Burglar - Locksmith - this states you get an exceptional quality lockpicking kit which are normally subject to the max dice pool rule but the exploit states its a bonus.
Fire mage - Fiery Affinity - +1d6 to any fire related attribute checks as a bonus? or as an extra dice pool dice?
Fire Mage - Flaming Aura - how big is the aura? 5' from the character?
Gladiator - Unusual Weapon - These are still subject to the dice pool max rule?

Thats all for now, thanks.


----------



## Morrus (Jun 26, 2017)

The standard range for a thrown item is 3.

Max Dice Pool applies to the attribute + skill + equipment dice pool formation only. Bonuses from exploits, position, LUC, all apply after the MDP. There's a sidebar in the combat chapter which describes this - I don't have a book to hand to check the page number though. (Edit - got hold a book: see pg. 137, "Making an Attack" sidebar).

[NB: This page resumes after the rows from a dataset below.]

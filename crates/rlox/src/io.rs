use std::io::{self, Write as _};

/// Trait for handling output produced by the `print` and `println` natives.
///
/// Implement this trait to capture or redirect program output. The default
/// implementation `StdPrint` writes to stdout.
pub trait PrintWriter {
    /// Called once for each formatted value passed to `print`/`println`.
    ///
    /// This method is responsible for writing only the given value's text, and
    /// must not add separators or a trailing newline. The final terminator
    /// (such as a newline from `println`) is emitted via [`stdout_push`].
    ///
    /// [`stdout_push`]: PrintWriter::stdout_push
    fn stdout_write(&mut self, output: &str);

    /// Adds a single character to stdout.
    ///
    /// Generally called to add the newline terminating `println` output.
    fn stdout_push(&mut self, end: char);
}

/// Default `PrintWriter` that writes to stdout.
#[derive(Debug, Default)]
pub struct StdPrint;

impl PrintWriter for StdPrint {
    fn stdout_write(&mut self, output: &str) {
        let mut stdout = io::stdout().lock();
        let _ = stdout.write_all(output.as_bytes());
        let _ = stdout.flush();
    }

    fn stdout_push(&mut self, end: char) {
        let mut buffer = [0u8; 4];
        let mut stdout = io::stdout().lock();
        let _ = stdout.write_all(end.encode_utf8(&mut buffer).as_bytes());
        let _ = stdout.flush();
    }
}

/// A `PrintWriter` that collects all output into a string.
///
/// Useful for testing or capturing print output programmatically.
#[derive(Debug, Default)]
pub struct CollectStringPrint(String);

impl CollectStringPrint {
    /// Creates a new empty `CollectStringPrint`.
    #[must_use]
    pub fn new() -> Self {
        Self(String::new())
    }

    /// Returns the collected output as a string slice.
    #[must_use]
    pub fn output(&self) -> &str {
        self.0.as_str()
    }

    /// Consumes the writer and returns the collected output.
    #[must_use]
    pub fn into_output(self) -> String {
        self.0
    }
}

impl PrintWriter for CollectStringPrint {
    fn stdout_write(&mut self, output: &str) {
        self.0.push_str(output);
    }

    fn stdout_push(&mut self, end: char) {
        self.0.push(end);
    }
}

/// `PrintWriter` that ignores all output.
///
/// Useful for suppressing print output during benchmarking.
#[derive(Debug, Default)]
pub struct NoPrint;

impl PrintWriter for NoPrint {
    fn stdout_write(&mut self, _output: &str) {}

    fn stdout_push(&mut self, _end: char) {}
}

The lockpick is equipment in that context. The second sentence merely explains what an exceptional lock pick does.

The word "bonus" doesn't affect this in any way.

Auras are based on size. See pg. 272. (Yes, that could be more convenient placed in the exploit text, too!)

It also worth keeping an eye on the Rules FAQ on the official website as that is great for clarifying things!


----------



## Ironxxx (Jun 26, 2017)

Don't have a book to hand? I expected a throne made from copies of WOIN


----------



## Morrus (Jun 26, 2017)

Ironxxx said:


> Don't have a book to hand? I expected a throne made from copies of WOIN




Sure, but that's at home!


----------